Декабристка выскочила из кассы с объемистой сумкой в одной руке и карабином в другой и засеменила к подельникам…
Но в спину ей ударил гневный визг: «Стоять! Бросить оружие!».
Это - восставшая из под стола операционистка целилась в грабительницу из пистолетика размером с пудреницу…
Декабристка возмущенно зашипела, швырнула на пол карабин и сумку, в два прыжка подлетела к ром-бабе и, запустив безукоризненно заточенные ногти в ее укладку, несколько раз окунула физиономией в клавиатуру компьютера. Учи, мол, «Эксель»!
Ром-баба опять скрылась под столом и больше уже не появлялась.
«Ну что пошли, что ли?» - спросил орангутанг с косичками.
«Что здесь происходит?» - произнес спокойный бархатный голос. Он принадлежал стоявшему в дверях вип-отделения дородному мужчине, чье лицо так и светилось самоуважением.
«Ограбление! На пол!» - пропищал орангутанг.
Брови мужчины сложились мхатовской чайкой: «Какое к … ограбление? Вы что – клея нанюхались? Ну-ка выбросьте все из рук».
«На пол… А то сейчас…» - орангутанг замахнулся было на мужчину огнетушителем.
«Идиоты» - робко подал с пола голос юноша-охранник: «Это же Газгольдер…».
Орангутанг замешкался.
Но тут за спиной дородного мужчины возник небритый верзила в лыжной шапке.
Кулак верзилы  (размером с лошадиную голову) с размаху опустился на темечко мужчине, по лицу его промелькнуло детское удивление и он сполз по стене вниз.
«Сколько мне вас ждать, ко мне уже там гаишник приглядывается…» - возмутился  верзила.

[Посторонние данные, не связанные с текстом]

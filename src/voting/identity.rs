//! Identity resolution: turning whatever the station read or typed into a [`VoterClaim`].
//!
//! This step is pure normalisation. Nothing here touches storage, and nothing here makes
//! the claim trustworthy; that is the job of [`super::eligibility`].

use log::debug;
use rocket::serde::json::serde_json::{self, Map, Value};

use crate::error::VoteError;
use crate::model::{
    common::claim::{IdentificationMethod, RawIdentification, VoterClaim},
    station::StationContext,
};

/// Keys a credential payload may carry the document number under.
const DOCUMENT_KEYS: [&str; 6] = [
    "documentNumber",
    "document_number",
    "documento",
    "numeroDocumento",
    "numero_documento",
    "document",
];
/// Keys a credential payload may carry the group number under.
const GROUP_KEYS: [&str; 5] = [
    "groupNumber",
    "group_number",
    "ficha",
    "numeroFicha",
    "numero_ficha",
];
const NAME_KEYS: [&str; 4] = ["name", "displayName", "nombre", "nombreCompleto"];
const PROGRAM_KEYS: [&str; 2] = ["program", "programa"];

/// Normalise raw station input into a claim, stamped with the time the station's request
/// was received.
pub fn resolve(raw: RawIdentification, station: &StationContext) -> Result<VoterClaim, VoteError> {
    let claim = match raw {
        RawIdentification::GroupDocument {
            group_number,
            document_number,
        } => {
            let group = non_empty(&group_number).ok_or(VoteError::MalformedClaim)?;
            let document = non_empty(&document_number).ok_or(VoteError::MalformedClaim)?;
            VoterClaim::new(
                document,
                Some(group),
                IdentificationMethod::GroupDocumentPair,
                station.received_at,
            )
        }
        RawIdentification::Document { document } => {
            let document = non_empty(&document).ok_or(VoteError::MalformedClaim)?;
            VoterClaim::new(
                document,
                None,
                IdentificationMethod::ManualEntry,
                station.received_at,
            )
        }
        RawIdentification::Credential { credential } => resolve_credential(&credential, station)?,
    };
    debug!(
        "req{} station {}: resolved {} claim",
        station.request_id, station.station, claim.method
    );
    Ok(claim)
}

/// A credential is either a structured (JSON object) payload or a bare document number.
/// Other JSON values are refused.
fn resolve_credential(
    credential: &str,
    station: &StationContext,
) -> Result<VoterClaim, VoteError> {
    let credential = credential.trim();
    if credential.is_empty() {
        return Err(VoteError::MalformedClaim);
    }
    match serde_json::from_str::<Value>(credential) {
        Ok(Value::Object(payload)) => {
            let document = first_field(&payload, &DOCUMENT_KEYS).ok_or(VoteError::MalformedClaim)?;
            let mut claim = VoterClaim::new(
                document,
                first_field(&payload, &GROUP_KEYS),
                IdentificationMethod::ScannedCredential,
                station.received_at,
            );
            claim.display_name = first_field(&payload, &NAME_KEYS);
            claim.program = first_field(&payload, &PROGRAM_KEYS);
            Ok(claim)
        }
        // A JSON-quoted document number.
        Ok(Value::String(document)) => {
            let document = non_empty(&document).ok_or(VoteError::MalformedClaim)?;
            Ok(VoterClaim::new(
                document,
                None,
                IdentificationMethod::DirectInput,
                station.received_at,
            ))
        }
        // Structured, but nothing a document number could be read from.
        Ok(Value::Null | Value::Bool(_) | Value::Array(_)) => Err(VoteError::MalformedClaim),
        // Numbers and plain text are taken verbatim, so "00123" keeps its leading zeros.
        Ok(Value::Number(_)) | Err(_) => Ok(VoterClaim::new(
            credential,
            None,
            IdentificationMethod::DirectInput,
            station.received_at,
        )),
    }
}

fn first_field(payload: &Map<String, Value>, keys: &[&str]) -> Option<String> {
    keys.iter()
        .filter_map(|key| payload.get(*key))
        .find_map(|value| match value {
            Value::String(s) => non_empty(s),
            Value::Number(n) => Some(n.to_string()),
            _ => None,
        })
}

fn non_empty(s: &str) -> Option<String> {
    let s = s.trim();
    (!s.is_empty()).then(|| s.to_string())
}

Парковщик склонился над поверженным и скривился как от кислого: «Блин, Мутон… А тля буду, в натуре – Газгольдер».
Да это был Газгольдер – Геннадий Павлович Гольдин – преступный авторитет, воротила шоу-бизнеса, крупнейший меценат и депутат, а также клиент вип-отделения «Лохбанка».
«Чего ж теперь делать?» - испугался верзила.
«Его нельзя оставлять живым» - с прискорбием констатировал парковщик.
«Ну, так мочите и поехали уже!» - рявкнула декабристка.
«Не здесь же. Горыныч, ну-ка пособи».
Парковщик сунул в руки и без того нагруженной декабристке еще и обрез, они с верзилой подхватили безжизненную тушу Газгольдера под руки и все пятеро (считая Газгольдера) скрылись за дверью…

«Ну, не знаю… Просто м… чудаки какие-то… Даже отморозками не назовешь…» - выдохнул, выслушав большого начальника Евгений Петрович.
«Да таких еще поискать…» - согласился Штильман.
«Нет слов» - пискнула Танечка.
«И это уже не первое их дело» - Большой начальник несколько раз ткнул пальцем в распластанную над столом карту: «Екатеринбург, Краснодар, Петербург, теперь вот – Москва. Гастролеры. Обычные оперативные меры протии в таких… чудаков оказались бессильны. Поэтому было принято решение сформировать специальную оперативно-следственную бригаду… Бригаду «эМ».
«Ну а мы–то ту при чем?» - поинтересовался Абу Оглы.
Большой начальник устало рухнул в кресло:
«М-да… Поначалу я сомневался. Но теперь, глядя на вас, думаю, что решение это, возможно, верное… А то и единственно верное».